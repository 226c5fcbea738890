use std::collections::BTreeMap;
use std::fmt;

use serde::{Deserialize, Serialize};
use ts_rs::TS;

use super::catalog::{DancerName, PartName, PartType};
use super::color::ColorId;

/// Opaque id of a keyframe as handed out by the store.
#[derive(Debug, Clone, PartialEq, Eq, PartialOrd, Ord, Hash, Serialize, Deserialize, TS)]
#[serde(transparent)]
#[ts(export)]
pub struct FrameId(pub String);

impl fmt::Display for FrameId {
    fn fmt(&self, f: &mut fmt::Formatter<'_>) -> fmt::Result {
        f.write_str(&self.0)
    }
}

impl From<&str> for FrameId {
    fn from(s: &str) -> Self {
        Self(s.to_string())
    }
}

/// Target value for one part in a control frame.
#[derive(Debug, Clone, PartialEq, Serialize, Deserialize, TS)]
#[serde(untagged)]
#[ts(export)]
pub enum PartValue {
    /// Palette color plus intensity.
    Fiber { color: ColorId, alpha: f64 },
    /// Named LED effect plus intensity. The effect steps come from the LED frame data.
    Led { src: String, alpha: f64 },
}

impl PartValue {
    pub fn alpha(&self) -> f64 {
        match self {
            PartValue::Fiber { alpha, .. } | PartValue::Led { alpha, .. } => *alpha,
        }
    }

    /// The part type this value is valid for.
    pub fn part_type(&self) -> PartType {
        match self {
            PartValue::Fiber { .. } => PartType::Fiber,
            PartValue::Led { .. } => PartType::Led,
        }
    }
}

pub type DancerStatus = BTreeMap<PartName, PartValue>;

/// A color/intensity keyframe. Immutable once loaded.
#[derive(Debug, Clone, Serialize, Deserialize)]
pub struct ControlFrame {
    pub id: FrameId,
    /// Absolute time in seconds.
    pub start: f64,
    /// Interpolate toward the next frame (true) or hold until it (false).
    pub fade: bool,
    pub status: BTreeMap<DancerName, DancerStatus>,
}

impl ControlFrame {
    pub fn value(&self, dancer: &DancerName, part: &PartName) -> Option<&PartValue> {
        self.status.get(dancer).and_then(|parts| parts.get(part))
    }
}

/// Stage position of one dancer.
#[derive(Debug, Clone, Copy, PartialEq, Default, Serialize, Deserialize, TS)]
#[ts(export)]
pub struct Position {
    pub x: f64,
    pub y: f64,
    #[serde(default)]
    pub z: f64,
}

impl Position {
    pub const fn new(x: f64, y: f64, z: f64) -> Self {
        Self { x, y, z }
    }

    /// Per-coordinate linear blend. `t` is expected in [0, 1].
    pub fn lerp(self, other: Self, t: f64) -> Self {
        Self {
            x: self.x + (other.x - self.x) * t,
            y: self.y + (other.y - self.y) * t,
            z: self.z + (other.z - self.z) * t,
        }
    }
}

/// A stage-position keyframe.
#[derive(Debug, Clone, Serialize, Deserialize)]
pub struct PositionFrame {
    pub id: FrameId,
    pub start: f64,
    pub pos: BTreeMap<DancerName, Position>,
}

/// Anything placed on a timeline at an absolute start time.
pub trait Keyframe {
    fn id(&self) -> &FrameId;
    fn start(&self) -> f64;
}

impl Keyframe for ControlFrame {
    fn id(&self) -> &FrameId {
        &self.id
    }

    fn start(&self) -> f64 {
        self.start
    }
}

impl Keyframe for PositionFrame {
    fn id(&self) -> &FrameId {
        &self.id
    }

    fn start(&self) -> f64 {
        self.start
    }
}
◇ ◇ ◇ ◇ ◇ ◇ ◇
Exercise details —
Look through the material and say how many lines hold "alpha". Give the number only.

Answer to the exercise —
4